Show every line of the data below that includes the word "count".
Top of Record set
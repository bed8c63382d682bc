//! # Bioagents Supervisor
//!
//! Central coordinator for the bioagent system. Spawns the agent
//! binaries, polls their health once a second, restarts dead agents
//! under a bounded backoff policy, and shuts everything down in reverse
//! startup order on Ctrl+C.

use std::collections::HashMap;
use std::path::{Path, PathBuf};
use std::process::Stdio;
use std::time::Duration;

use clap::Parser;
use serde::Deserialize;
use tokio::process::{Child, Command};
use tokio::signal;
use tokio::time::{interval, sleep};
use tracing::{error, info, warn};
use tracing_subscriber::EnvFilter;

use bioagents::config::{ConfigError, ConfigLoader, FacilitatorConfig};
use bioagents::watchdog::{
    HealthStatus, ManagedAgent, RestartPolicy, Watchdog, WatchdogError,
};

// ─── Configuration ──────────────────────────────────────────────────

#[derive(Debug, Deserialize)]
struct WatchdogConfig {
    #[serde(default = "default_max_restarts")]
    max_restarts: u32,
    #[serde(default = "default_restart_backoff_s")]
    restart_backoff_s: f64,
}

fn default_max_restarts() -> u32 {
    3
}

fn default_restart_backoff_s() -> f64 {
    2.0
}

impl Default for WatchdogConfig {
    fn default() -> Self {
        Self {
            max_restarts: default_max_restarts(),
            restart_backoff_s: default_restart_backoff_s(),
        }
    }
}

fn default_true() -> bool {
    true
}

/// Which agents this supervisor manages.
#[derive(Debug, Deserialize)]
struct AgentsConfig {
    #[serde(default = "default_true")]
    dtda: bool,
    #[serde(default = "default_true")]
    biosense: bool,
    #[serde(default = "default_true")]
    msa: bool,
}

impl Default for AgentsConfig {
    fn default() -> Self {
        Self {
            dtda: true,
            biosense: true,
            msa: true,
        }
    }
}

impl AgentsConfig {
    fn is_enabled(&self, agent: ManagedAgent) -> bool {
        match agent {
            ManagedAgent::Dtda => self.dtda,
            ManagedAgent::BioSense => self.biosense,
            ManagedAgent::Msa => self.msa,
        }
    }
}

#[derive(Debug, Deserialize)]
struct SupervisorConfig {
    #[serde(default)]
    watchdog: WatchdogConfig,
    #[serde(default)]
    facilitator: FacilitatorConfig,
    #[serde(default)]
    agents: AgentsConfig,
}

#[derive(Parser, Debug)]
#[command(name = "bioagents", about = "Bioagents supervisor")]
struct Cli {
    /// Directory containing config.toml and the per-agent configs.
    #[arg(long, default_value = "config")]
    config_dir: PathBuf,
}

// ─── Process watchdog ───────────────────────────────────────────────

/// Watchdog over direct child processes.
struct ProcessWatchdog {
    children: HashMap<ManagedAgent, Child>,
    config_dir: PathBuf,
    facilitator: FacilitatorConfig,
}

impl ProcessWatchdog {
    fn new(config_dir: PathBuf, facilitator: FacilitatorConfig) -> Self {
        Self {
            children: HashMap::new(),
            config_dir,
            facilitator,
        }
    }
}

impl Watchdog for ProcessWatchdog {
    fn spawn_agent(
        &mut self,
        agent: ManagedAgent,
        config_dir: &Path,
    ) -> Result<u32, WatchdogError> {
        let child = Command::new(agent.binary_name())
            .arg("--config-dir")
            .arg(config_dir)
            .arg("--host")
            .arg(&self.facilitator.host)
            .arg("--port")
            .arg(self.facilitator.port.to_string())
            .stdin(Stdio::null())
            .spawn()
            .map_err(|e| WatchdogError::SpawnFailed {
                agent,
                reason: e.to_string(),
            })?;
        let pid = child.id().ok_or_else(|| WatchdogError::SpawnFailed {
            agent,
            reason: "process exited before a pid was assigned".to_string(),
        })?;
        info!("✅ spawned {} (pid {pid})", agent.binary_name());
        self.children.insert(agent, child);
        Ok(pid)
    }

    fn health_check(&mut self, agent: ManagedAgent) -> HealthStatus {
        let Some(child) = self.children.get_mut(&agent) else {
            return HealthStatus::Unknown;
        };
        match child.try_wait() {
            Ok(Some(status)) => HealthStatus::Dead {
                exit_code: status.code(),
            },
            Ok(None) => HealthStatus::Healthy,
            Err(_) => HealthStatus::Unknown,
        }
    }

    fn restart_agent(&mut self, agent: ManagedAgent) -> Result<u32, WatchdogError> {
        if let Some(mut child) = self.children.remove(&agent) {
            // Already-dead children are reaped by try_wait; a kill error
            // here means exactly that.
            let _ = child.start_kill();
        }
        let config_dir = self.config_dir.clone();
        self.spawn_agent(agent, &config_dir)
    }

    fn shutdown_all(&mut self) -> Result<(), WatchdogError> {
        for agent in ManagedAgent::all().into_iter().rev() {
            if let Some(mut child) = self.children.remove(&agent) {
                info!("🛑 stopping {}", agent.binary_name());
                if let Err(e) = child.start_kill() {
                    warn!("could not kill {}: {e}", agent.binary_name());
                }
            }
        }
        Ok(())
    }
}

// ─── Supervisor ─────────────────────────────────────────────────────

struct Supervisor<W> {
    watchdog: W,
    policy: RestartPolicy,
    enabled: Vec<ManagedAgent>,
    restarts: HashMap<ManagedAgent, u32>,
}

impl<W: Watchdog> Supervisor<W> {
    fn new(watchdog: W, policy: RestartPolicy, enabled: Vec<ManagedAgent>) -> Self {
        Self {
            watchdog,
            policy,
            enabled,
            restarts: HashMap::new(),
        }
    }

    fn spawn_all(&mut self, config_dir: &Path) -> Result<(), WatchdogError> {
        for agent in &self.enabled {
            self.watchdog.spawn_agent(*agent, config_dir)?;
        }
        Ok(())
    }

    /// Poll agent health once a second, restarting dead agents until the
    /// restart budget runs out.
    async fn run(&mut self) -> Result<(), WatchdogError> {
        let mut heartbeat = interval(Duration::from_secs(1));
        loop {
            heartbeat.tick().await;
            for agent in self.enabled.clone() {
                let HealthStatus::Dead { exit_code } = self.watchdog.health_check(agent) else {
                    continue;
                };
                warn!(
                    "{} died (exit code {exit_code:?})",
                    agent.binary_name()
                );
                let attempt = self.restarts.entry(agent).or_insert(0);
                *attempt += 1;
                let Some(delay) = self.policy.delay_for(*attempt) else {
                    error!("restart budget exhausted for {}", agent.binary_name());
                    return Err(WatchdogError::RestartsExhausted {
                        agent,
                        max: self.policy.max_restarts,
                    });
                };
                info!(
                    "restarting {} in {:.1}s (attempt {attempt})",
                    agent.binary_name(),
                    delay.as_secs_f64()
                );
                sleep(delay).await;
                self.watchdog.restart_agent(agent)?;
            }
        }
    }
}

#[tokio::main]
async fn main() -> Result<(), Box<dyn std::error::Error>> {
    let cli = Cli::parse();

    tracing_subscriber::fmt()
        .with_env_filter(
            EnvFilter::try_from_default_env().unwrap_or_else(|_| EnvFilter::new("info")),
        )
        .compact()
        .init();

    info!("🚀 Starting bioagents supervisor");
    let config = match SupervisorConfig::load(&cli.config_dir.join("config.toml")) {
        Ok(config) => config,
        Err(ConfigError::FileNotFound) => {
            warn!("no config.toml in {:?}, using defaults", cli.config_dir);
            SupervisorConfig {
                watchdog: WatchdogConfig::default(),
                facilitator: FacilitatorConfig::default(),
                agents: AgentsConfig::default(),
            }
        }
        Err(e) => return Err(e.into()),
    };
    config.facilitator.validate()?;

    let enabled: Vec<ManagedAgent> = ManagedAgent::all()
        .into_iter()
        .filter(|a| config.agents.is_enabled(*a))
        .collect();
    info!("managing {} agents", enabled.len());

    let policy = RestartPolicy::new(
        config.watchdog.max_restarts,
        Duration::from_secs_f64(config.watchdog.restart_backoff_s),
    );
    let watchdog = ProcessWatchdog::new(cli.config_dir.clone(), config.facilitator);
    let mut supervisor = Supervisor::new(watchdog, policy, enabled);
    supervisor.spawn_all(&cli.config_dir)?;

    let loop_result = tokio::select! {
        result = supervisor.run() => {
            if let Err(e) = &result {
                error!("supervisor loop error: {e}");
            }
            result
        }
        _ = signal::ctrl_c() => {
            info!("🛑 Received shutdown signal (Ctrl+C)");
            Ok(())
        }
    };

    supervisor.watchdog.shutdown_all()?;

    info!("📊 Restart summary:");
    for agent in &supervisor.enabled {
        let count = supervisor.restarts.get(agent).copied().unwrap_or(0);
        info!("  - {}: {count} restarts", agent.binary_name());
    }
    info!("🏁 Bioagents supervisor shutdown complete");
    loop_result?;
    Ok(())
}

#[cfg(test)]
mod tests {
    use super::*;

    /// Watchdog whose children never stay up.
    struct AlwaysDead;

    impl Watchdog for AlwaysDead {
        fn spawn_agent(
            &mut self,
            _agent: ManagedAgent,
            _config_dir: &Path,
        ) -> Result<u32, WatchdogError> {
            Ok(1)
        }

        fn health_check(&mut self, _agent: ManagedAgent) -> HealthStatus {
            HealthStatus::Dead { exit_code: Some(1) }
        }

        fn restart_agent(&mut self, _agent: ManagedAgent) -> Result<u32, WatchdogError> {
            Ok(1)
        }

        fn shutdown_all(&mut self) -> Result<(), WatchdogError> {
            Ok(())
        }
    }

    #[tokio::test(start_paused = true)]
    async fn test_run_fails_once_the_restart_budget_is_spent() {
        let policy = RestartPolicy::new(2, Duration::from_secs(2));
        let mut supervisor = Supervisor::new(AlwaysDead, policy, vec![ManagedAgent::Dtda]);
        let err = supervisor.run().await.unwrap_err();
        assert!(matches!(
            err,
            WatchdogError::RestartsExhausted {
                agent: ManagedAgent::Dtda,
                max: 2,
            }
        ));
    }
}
Bottom of Record set
• [Task result]
        let count = supervisor.restarts.get(agent).copied().unwrap_or(0);
        info!("  - {}: {count} restarts", agent.binary_name());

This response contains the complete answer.